As far as the drivers being confused. Based on the interview on a prerace show several weeks ago with Jeff Gordon(can't remember which race), it was apparent he wasn't following it. Doubt many of the drivers are. If they know they aren't taking anything illegal and notify Aegis/Dr. Black about prescriptions they are taking, then they have nothing to worry about.

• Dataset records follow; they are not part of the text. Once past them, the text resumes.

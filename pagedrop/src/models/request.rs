//! Incoming deploy request

use serde::{Deserialize, Serialize};

fn default_round() -> u32 {
    1
}

fn default_attachment_name() -> String {
    "attachment.bin".to_string()
}

/// A file supplied with the task, either inline (`data:` URL) or by reference
#[derive(Debug, Clone, Serialize, Deserialize, PartialEq, Eq)]
pub struct Attachment {
    /// File name inside the repository
    #[serde(default = "default_attachment_name")]
    pub name: String,

    /// `data:<mime>;base64,<payload>` or an external URL
    #[serde(default)]
    pub url: String,
}

impl Attachment {
    pub fn new(name: impl Into<String>, url: impl Into<String>) -> Self {
        Self {
            name: name.into(),
            url: url.into(),
        }
    }

    /// Whether the bytes are embedded in the request
    pub fn is_inline(&self) -> bool {
        self.url.starts_with("data:")
    }
}

/// A request to build and publish one app
#[derive(Clone, Serialize, Deserialize)]
pub struct DeployRequest {
    pub email: String,

    /// Shared secret checked by the front door
    #[serde(default, skip_serializing)]
    pub secret: String,

    /// Free-text task label, source of the repository name
    pub task: String,

    pub nonce: String,

    #[serde(default)]
    pub brief: String,

    #[serde(default)]
    pub attachments: Vec<Attachment>,

    pub evaluation_url: String,

    #[serde(default = "default_round")]
    pub round: u32,
}

impl DeployRequest {
    /// Minimal request, mostly useful in tests and tooling
    pub fn new(task: impl Into<String>, brief: impl Into<String>) -> Self {
        Self {
            email: String::new(),
            secret: String::new(),
            task: task.into(),
            nonce: String::new(),
            brief: brief.into(),
            attachments: Vec::new(),
            evaluation_url: String::new(),
            round: default_round(),
        }
    }

    pub fn with_attachment(mut self, attachment: Attachment) -> Self {
        self.attachments.push(attachment);
        self
    }
}

impl std::fmt::Debug for DeployRequest {
    fn fmt(&self, f: &mut std::fmt::Formatter<'_>) -> std::fmt::Result {
        f.debug_struct("DeployRequest")
            .field("email", &self.email)
            .field("task", &self.task)
            .field("nonce", &self.nonce)
            .field("round", &self.round)
            .field("attachments", &self.attachments.len())
            .field("evaluation_url", &self.evaluation_url)
            .finish_non_exhaustive()
    }
}

#[cfg(test)]
mod tests {
    use super::*;

    #[test]
    fn test_defaults_from_minimal_payload() {
        let raw = r#"{
            "email": "student@example.com",
            "secret": "s3cret",
            "task": "Build a todo app",
            "nonce": "n-1",
            "evaluation_url": "https://eval.example.com/notify",
            "attachments": [{"url": "https://example.com/a.png"}]
        }"#;
        let request: DeployRequest = serde_json::from_str(raw).unwrap();
        assert_eq!(request.round, 1);
        assert_eq!(request.brief, "");
        assert_eq!(request.attachments[0].name, "attachment.bin");
        assert!(!request.attachments[0].is_inline());
    }

    #[test]
    fn test_debug_hides_secret() {
        let mut request = DeployRequest::new("t", "b");
        request.secret = "hunter2".to_string();
        assert!(!format!("{request:?}").contains("hunter2"));
        assert!(serde_json::to_value(&request).unwrap().get("secret").is_none());
    }
}
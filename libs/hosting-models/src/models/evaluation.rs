//! Evaluation callback body

use serde::{Deserialize, Serialize};

/// Posted to the evaluator once a deploy has finished
#[derive(Debug, Clone, Serialize, Deserialize, PartialEq, Eq)]
pub struct EvaluationPayload {
    pub email: String,
    pub task: String,
    pub round: u32,
    pub nonce: String,
    pub repo_url: String,
    pub commit_sha: String,
    pub pages_url: String,
}
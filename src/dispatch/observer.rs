//! Dispatch lifecycle notifications.

use crate::types::DispatchStage;

/// Receives push notifications as a dispatch moves through its stages.
///
/// All methods have no-op defaults; implement only what you need.
/// Callbacks run inline on the dispatch task, so they should return
/// quickly.
pub trait DispatchObserver: Send + Sync {
    /// A dispatch has started.
    fn started(&self, _input_len: usize) {}

    /// The dispatcher escalated to the next stage.
    fn escalated(&self, _stage: DispatchStage) {}

    /// The dispatch finished at the given stage.
    fn completed(&self, _stage: DispatchStage, _backend: Option<&str>) {}
}

/// The default observer: ignores everything.
pub(crate) struct NoopObserver;

impl DispatchObserver for NoopObserver {}
//! Sleipnir error types

/// Sleipnir error types
#[derive(Debug, thiserror::Error)]
pub enum DispatchError {
    // Per-attempt failures (recovered by the executors, never surfaced)
    #[error("attempt exceeded its timeout budget")]
    Timeout,

    #[error("transport error: {0}")]
    Transport(String),

    #[error("backend rejected request ({status}): {message}")]
    BackendRejected { status: u16, message: String },

    #[error("empty response from backend")]
    EmptyResponse,

    // Stage-level failure: every candidate in a stage failed
    #[error("all candidates exhausted")]
    AllCandidatesExhausted,

    // Request validation errors (surfaced synchronously)
    #[error("unknown backend: {0}")]
    UnknownBackend(String),

    #[error("invalid input: {0}")]
    InvalidInput(String),

    // Data errors
    #[error("JSON error: {0}")]
    Json(#[from] serde_json::Error),

    // Configuration errors
    #[error("configuration error: {0}")]
    Configuration(String),
}

impl DispatchError {
    /// Whether this error is a per-attempt failure the executors recover
    /// from by advancing to the next candidate or escalation stage.
    ///
    /// Validation and configuration errors are not attempt failures and
    /// stop the dispatch immediately.
    pub fn is_attempt_failure(&self) -> bool {
        matches!(
            self,
            DispatchError::Timeout
                | DispatchError::Transport(_)
                | DispatchError::BackendRejected { .. }
                | DispatchError::EmptyResponse
        )
    }
}

impl From<reqwest::Error> for DispatchError {
    fn from(err: reqwest::Error) -> Self {
        if err.is_timeout() {
            DispatchError::Timeout
        } else if err.is_decode() {
            DispatchError::Transport(format!("malformed payload: {err}"))
        } else {
            DispatchError::Transport(err.to_string())
        }
    }
}

/// Result type alias for Sleipnir operations
pub type Result<T> = std::result::Result<T, DispatchError>;
//! The dispatch façade.
//!
//! [`Dispatcher`] ties the pieces together and walks the degrading
//! ladder for each request:
//!
//! ```text
//! CacheCheck -> Primary -> SequentialFallback -> ParallelRace -> StaticFallback
//! ```
//!
//! Each stage only runs when the previous one failed to produce text;
//! the static fallback cannot fail, so `dispatch` returns an error only
//! for problems with the request itself (unknown backend override,
//! empty input), never because the remote backends are down.

mod builder;
mod fallback;
mod observer;

use std::collections::BTreeMap;
use std::sync::Arc;
use std::time::Instant;

use tracing::{info, instrument, warn};

use crate::cache::{request_key, ResponseCache};
use crate::error::{DispatchError, Result};
use crate::exec::{race::run_race, sequential::run_sequential};
use crate::invoke::BackendInvoker;
use crate::registry::BackendRegistry;
use crate::select::Selector;
use crate::telemetry;
use crate::tracker::{PerformanceRecord, PerformanceTracker};
use crate::types::{DispatchResponse, DispatchStage, RequestContext};

pub use builder::DispatcherBuilder;
pub use observer::DispatchObserver;

pub(crate) use observer::NoopObserver;

/// Adaptive dispatcher over a roster of remote text-generation backends.
pub struct Dispatcher {
    pub(crate) invoker: Arc<dyn BackendInvoker>,
    pub(crate) registry: Arc<BackendRegistry>,
    pub(crate) tracker: Arc<PerformanceTracker>,
    pub(crate) selector: Selector,
    pub(crate) cache: ResponseCache,
    pub(crate) observer: Arc<dyn DispatchObserver>,
    pub(crate) primary_attempts: usize,
    pub(crate) race_size: usize,
    pub(crate) race_timeout: std::time::Duration,
}

impl std::fmt::Debug for Dispatcher {
    fn fmt(&self, f: &mut std::fmt::Formatter<'_>) -> std::fmt::Result {
        f.debug_struct("Dispatcher")
            .field("primary_attempts", &self.primary_attempts)
            .field("race_size", &self.race_size)
            .field("race_timeout", &self.race_timeout)
            .finish_non_exhaustive()
    }
}

impl Dispatcher {
    /// Start configuring a dispatcher.
    pub fn builder() -> DispatcherBuilder {
        DispatcherBuilder::new()
    }

    /// Dispatch a request, walking the fallback ladder until something
    /// produces text.
    ///
    /// Errors are returned only for invalid requests: an unknown
    /// explicit backend or empty input. Backend failures never surface;
    /// they escalate down the ladder, terminating at the static
    /// fallback.
    #[instrument(skip_all, fields(input_len = ctx.input().len(), backend = ctx.explicit_backend()))]
    pub async fn dispatch(&self, ctx: &RequestContext) -> Result<DispatchResponse> {
        if ctx.input().trim().is_empty() {
            return Err(DispatchError::InvalidInput(
                "input text is empty".to_string(),
            ));
        }
        if let Some(name) = ctx.explicit_backend() {
            if !self.registry.contains(name) {
                return Err(DispatchError::UnknownBackend(name.to_string()));
            }
        }

        let started = Instant::now();
        self.observer.started(ctx.input().len());

        let response = self.run_ladder(ctx).await?;

        metrics::counter!(telemetry::DISPATCHES_TOTAL, "stage" => response.stage.as_str())
            .increment(1);
        metrics::histogram!(telemetry::DISPATCH_DURATION_SECONDS, "stage" => response.stage.as_str())
            .record(started.elapsed().as_secs_f64());
        self.observer
            .completed(response.stage, response.backend.as_deref());
        info!(
            stage = %response.stage,
            backend = response.backend.as_deref(),
            elapsed_ms = started.elapsed().as_millis() as u64,
            "dispatch complete"
        );
        Ok(response)
    }

    async fn run_ladder(&self, ctx: &RequestContext) -> Result<DispatchResponse> {
        let key = request_key(ctx);
        if let Some(hit) = self.cache.get(key).await {
            return Ok(DispatchResponse {
                text: hit.text,
                backend: hit.backend,
                stage: DispatchStage::CacheCheck,
            });
        }

        let candidates = self.selector.select(ctx)?;
        let text = ctx.payload_text();

        // Primary: best-scored candidates only, one at a time.
        let split = self.primary_attempts.min(candidates.len());
        let (primary, remainder) = candidates.split_at(split);
        match run_sequential(self.invoker.as_ref(), &self.tracker, primary, &text).await {
            Ok((answer, backend)) => {
                self.cache.put(key, answer.clone(), Some(backend.clone())).await;
                return Ok(DispatchResponse {
                    text: answer,
                    backend: Some(backend),
                    stage: DispatchStage::Primary,
                });
            }
            Err(e) => warn!(error = %e, "primary stage failed"),
        }

        // Sequential fallback: the rest of the ordered list.
        self.observer.escalated(DispatchStage::SequentialFallback);
        match run_sequential(self.invoker.as_ref(), &self.tracker, remainder, &text).await {
            Ok((answer, backend)) => {
                self.cache.put(key, answer.clone(), Some(backend.clone())).await;
                return Ok(DispatchResponse {
                    text: answer,
                    backend: Some(backend),
                    stage: DispatchStage::SequentialFallback,
                });
            }
            Err(e) => warn!(error = %e, "sequential fallback failed"),
        }

        // Parallel race over the top-scored candidates.
        self.observer.escalated(DispatchStage::ParallelRace);
        let field = &candidates[..self.race_size.min(candidates.len())];
        match run_race(
            self.invoker.as_ref(),
            &self.tracker,
            field,
            &text,
            self.race_timeout,
        )
        .await
        {
            Ok((answer, backend)) => {
                self.cache.put(key, answer.clone(), Some(backend.clone())).await;
                return Ok(DispatchResponse {
                    text: answer,
                    backend: Some(backend),
                    stage: DispatchStage::ParallelRace,
                });
            }
            Err(e) => warn!(error = %e, "parallel race failed"),
        }

        // Terminal: deterministic canned answer, never cached.
        self.observer.escalated(DispatchStage::StaticFallback);
        metrics::counter!(telemetry::STATIC_FALLBACKS_TOTAL).increment(1);
        Ok(DispatchResponse {
            text: fallback::static_answer(ctx.input()),
            backend: None,
            stage: DispatchStage::StaticFallback,
        })
    }

    /// Current per-backend performance records, keyed by backend name.
    pub fn performance(&self) -> BTreeMap<String, PerformanceRecord> {
        self.tracker.snapshot()
    }

    /// The tracker driving candidate ordering, for sharing or
    /// inspection.
    pub fn tracker(&self) -> Arc<PerformanceTracker> {
        Arc::clone(&self.tracker)
    }
}
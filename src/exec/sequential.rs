//! Sequential fallback execution.

use tracing::{info, warn};

use crate::error::{DispatchError, Result};
use crate::invoke::{BackendInvoker, InvokePayload};
use crate::registry::Backend;
use crate::tracker::PerformanceTracker;

use super::attempt;

/// Try each candidate in order until one succeeds.
///
/// Returns the winning text together with the backend name. Per-attempt
/// failures are absorbed (logged and tracked); only running out of
/// candidates surfaces as [`DispatchError::AllCandidatesExhausted`].
pub(crate) async fn run_sequential(
    invoker: &dyn BackendInvoker,
    tracker: &PerformanceTracker,
    candidates: &[Backend],
    text: &str,
) -> Result<(String, String)> {
    for backend in candidates {
        let payload = InvokePayload::for_backend(text, backend);
        match attempt(invoker, tracker, backend, &payload).await {
            Ok(answer) => {
                info!(backend = backend.name(), "sequential attempt succeeded");
                return Ok((answer, backend.name().to_string()));
            }
            Err(e) if e.is_attempt_failure() => {
                warn!(backend = backend.name(), error = %e, "falling back to next candidate");
            }
            Err(e) => return Err(e),
        }
    }
    Err(DispatchError::AllCandidatesExhausted)
}
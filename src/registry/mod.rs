//! Backend registry — the static roster of candidate backends.
//!
//! The registry holds the full ordered list of known backends with their
//! per-backend tuning parameters (timeout, token budget, temperature).
//! It is read-only at runtime: the canonical order is never mutated, and
//! per-call reordering happens on working copies in the
//! [`Selector`](crate::select::Selector).

mod preset;

use std::time::Duration;

use serde::{Deserialize, Serialize};

use crate::{DispatchError, Result};

pub use preset::default_backends;

/// Coarse backend size class, used only to pick tuning defaults.
///
/// Larger backends get longer timeouts and bigger token budgets; they
/// tend to answer better but slower.
#[derive(Debug, Clone, Copy, PartialEq, Eq, Serialize, Deserialize)]
#[serde(rename_all = "lowercase")]
pub enum SizeClass {
    Small,
    Medium,
    Large,
}

impl SizeClass {
    /// Default per-attempt timeout for this class.
    pub fn default_timeout(&self) -> Duration {
        match self {
            SizeClass::Small => Duration::from_secs(10),
            SizeClass::Medium => Duration::from_secs(15),
            SizeClass::Large => Duration::from_secs(20),
        }
    }

    /// Default maximum output size in tokens.
    pub fn default_max_tokens(&self) -> u32 {
        match self {
            SizeClass::Small => 512,
            SizeClass::Medium => 800,
            SizeClass::Large => 1000,
        }
    }

    /// Default sampling temperature.
    pub fn default_temperature(&self) -> f64 {
        match self {
            SizeClass::Small => 0.3,
            SizeClass::Medium => 0.4,
            SizeClass::Large => 0.4,
        }
    }
}

/// One remote text-generation backend and its tuning parameters.
///
/// Identity is the opaque `name` string, unique within a registry.
/// Immutable after registry load.
#[derive(Debug, Clone, Serialize, Deserialize)]
pub struct Backend {
    name: String,
    size_class: SizeClass,
    timeout: Duration,
    max_tokens: u32,
    temperature: f64,
}

impl Backend {
    /// Create a backend with the tuning defaults of its size class.
    pub fn new(name: impl Into<String>, size_class: SizeClass) -> Self {
        Self {
            name: name.into(),
            size_class,
            timeout: size_class.default_timeout(),
            max_tokens: size_class.default_max_tokens(),
            temperature: size_class.default_temperature(),
        }
    }

    /// Override the per-attempt timeout.
    pub fn timeout(mut self, timeout: Duration) -> Self {
        self.timeout = timeout;
        self
    }

    /// Override the maximum output size in tokens.
    pub fn max_tokens(mut self, max: u32) -> Self {
        self.max_tokens = max;
        self
    }

    /// Override the sampling temperature.
    pub fn temperature(mut self, temp: f64) -> Self {
        self.temperature = temp;
        self
    }

    /// The backend's unique name.
    pub fn name(&self) -> &str {
        &self.name
    }

    /// The backend's size class.
    pub fn size_class(&self) -> SizeClass {
        self.size_class
    }

    /// The per-attempt timeout budget.
    pub fn attempt_timeout(&self) -> Duration {
        self.timeout
    }

    /// The maximum output size in tokens.
    pub fn token_budget(&self) -> u32 {
        self.max_tokens
    }

    /// The sampling temperature.
    pub fn sampling_temperature(&self) -> f64 {
        self.temperature
    }
}

/// Static ordered list of candidate backends.
///
/// The registration order is the canonical order: it breaks score ties
/// in the selector and decides which backends join the parallel race
/// when scores are equal.
#[derive(Debug, Clone)]
pub struct BackendRegistry {
    backends: Vec<Backend>,
}

impl BackendRegistry {
    /// Build a registry from an ordered backend list.
    ///
    /// Duplicate names are rejected: the name is the backend's identity
    /// in the tracker and the cache key space.
    pub fn new(backends: Vec<Backend>) -> Result<Self> {
        for (i, backend) in backends.iter().enumerate() {
            if backends[..i].iter().any(|b| b.name == backend.name) {
                return Err(DispatchError::InvalidInput(format!(
                    "duplicate backend name: {}",
                    backend.name
                )));
            }
        }
        Ok(Self { backends })
    }

    /// Registry seeded with the default free-tier backend roster.
    pub fn with_defaults() -> Self {
        Self {
            backends: default_backends(),
        }
    }

    /// The full ordered backend list.
    pub fn backends(&self) -> &[Backend] {
        &self.backends
    }

    /// Look up a backend by name.
    pub fn get(&self, name: &str) -> Result<&Backend> {
        self.backends
            .iter()
            .find(|b| b.name == name)
            .ok_or_else(|| DispatchError::UnknownBackend(name.to_string()))
    }

    /// Whether a backend with this name is registered.
    pub fn contains(&self, name: &str) -> bool {
        self.backends.iter().any(|b| b.name == name)
    }

    /// Number of registered backends.
    pub fn len(&self) -> usize {
        self.backends.len()
    }

    /// Whether the registry is empty.
    pub fn is_empty(&self) -> bool {
        self.backends.is_empty()
    }
}
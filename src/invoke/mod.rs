//! Backend invocation.
//!
//! [`BackendInvoker`] is the seam between the dispatch machinery and the
//! actual remote calls. Production uses [`HttpInvoker`]; tests swap in
//! scripted implementations to exercise ordering, racing, and failure
//! handling without a network.

mod http;

use async_trait::async_trait;

use crate::error::Result;
use crate::registry::Backend;

pub use http::HttpInvoker;

/// The payload for one backend attempt: the request text plus the
/// per-backend generation parameters resolved by the registry.
#[derive(Debug, Clone)]
pub struct InvokePayload {
    /// Full text to send (input plus any auxiliary context).
    pub text: String,
    /// Token budget for the response.
    pub max_tokens: u32,
    /// Sampling temperature.
    pub temperature: f64,
}

impl InvokePayload {
    /// Build the payload for a specific backend's parameter set.
    pub fn for_backend(text: impl Into<String>, backend: &Backend) -> Self {
        Self {
            text: text.into(),
            max_tokens: backend.token_budget(),
            temperature: backend.sampling_temperature(),
        }
    }
}

/// A remote text-generation backend caller.
///
/// Implementations perform exactly one generation attempt and report
/// success or failure. They must not retry internally; retrying and
/// escalation belong to the executors. A successful return must carry
/// non-empty text.
#[async_trait]
pub trait BackendInvoker: Send + Sync {
    /// Run one generation attempt against `backend`.
    async fn invoke(&self, backend: &Backend, payload: &InvokePayload) -> Result<String>;
}
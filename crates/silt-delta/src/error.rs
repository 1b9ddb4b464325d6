//! Error types for `silt-delta`.

use arrow::error::ArrowError;
use datafusion::error::DataFusionError;
use deltalake::DeltaTableError;

/// Result type for write operations.
pub type Result<T> = std::result::Result<T, WriteError>;

/// Errors raised by the write strategy engine.
///
/// The first four variants are local precondition violations raised before
/// any durable state is touched; they are never retried.
#[derive(Debug, thiserror::Error)]
pub enum WriteError {
    /// `partition_key` is required for partition-overwrite writes.
    #[error("'partition_key' has to be defined for mode 'overwrite_partition'")]
    PartitionKeyMissing,

    /// `unique_key` is required for merge writes.
    #[error("'unique_key' has to be defined for mode 'merge'")]
    UniqueKeyMissing,

    /// A partition column carried more than one distinct value (or none);
    /// each batch must represent exactly one partition value per key.
    #[error("'{column}' column has not one distinct value, values are: {values:?}")]
    NonUniformPartitionValue {
        /// The partition column.
        column: String,
        /// The distinct values observed.
        values: Vec<String>,
    },

    /// The requested write mode is not one of the supported variants.
    #[error("write mode '{mode}' is not supported")]
    UnsupportedMode {
        /// The unrecognized mode string.
        mode: String,
    },

    /// An error from the Delta table layer.
    #[error(transparent)]
    Delta(#[from] DeltaTableError),

    /// An error from Arrow data handling.
    #[error(transparent)]
    Arrow(#[from] ArrowError),

    /// An error from the merge execution engine.
    #[error(transparent)]
    DataFusion(#[from] DataFusionError),
}

impl WriteError {
    /// Creates a non-uniform-partition-value error.
    #[must_use]
    pub fn non_uniform_partition(column: impl Into<String>, values: Vec<String>) -> Self {
        Self::NonUniformPartitionValue {
            column: column.into(),
            values,
        }
    }

    /// Creates an unsupported-mode error.
    #[must_use]
    pub fn unsupported_mode(mode: impl Into<String>) -> Self {
        Self::UnsupportedMode { mode: mode.into() }
    }
}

Why can't someone do an investigative piece. Enough with opinion...just the facts, maam. (PS..realize this would not dispel all the conspiracy theories, but I believe there are many who are on the fence and confused by what they have seen and heard in the media. A good piece of investigative journalism would answer many questions.

PammH said...

The first segment about Tony was worthless, imo. I thought the discussion about Mayfield was pretty light, considering how headline maintaining the situation is. Waaay too much video, although it was nice seeing the old footage of Indy. Not their best show..

Dot said...

NN needs to have a writers only Roundtable on once a month. I enjoyed the panel and they were respectful of each other.

The only way for the JM mess to go away is if they quit reporting on it. I know they can't do that. They only need to mention recent updates and leave it at that. No big discussion about who's right or wrong, who did this, who did that. There have been no big developments lately anyway. I like discussing here at TDP though.

I agree with Jenna about Indy. It's not my favorite race. We'll see what happens after this Sunday. I was amazed about the 315,000 fans and 60 some odd cars there(to qualify) for the first race.

The NW Series could be fixed if they didn't allow the CUP drivers to run for the Championship. Run for fun only. Let for NW drivers go for the gold. Driver/owner excepted, like Kevin Harvick.

Richard in N.C. said...

I haven't had a chance to see show yet.
Interesting discussion about JM situation on PRN Monday show with David Newton and Greg Biffle.

Sophia said...

I missed the first 7 minutes or so of this show and had some interruptions. What I did see I enjoyed *but agree too much canned video, came complaint as TWIN*.

I LOVE Jenny Fryer as she says what she thinks, doesn't care if it's popular. BUT DO NOT give her a show on ESPN or SPEED as that will muzzle her would it not? How about some syndicated for her and one for Robin Miller. Some folks NOT afraid to think outside the box but keep folks interested.

JD, I know I was distracted but "I thought" Jenna saying the system did not work was referring to the Justice system. That even though Jeremy CLEARLY failed two test, the judge (in between the two tests) re-instated JM.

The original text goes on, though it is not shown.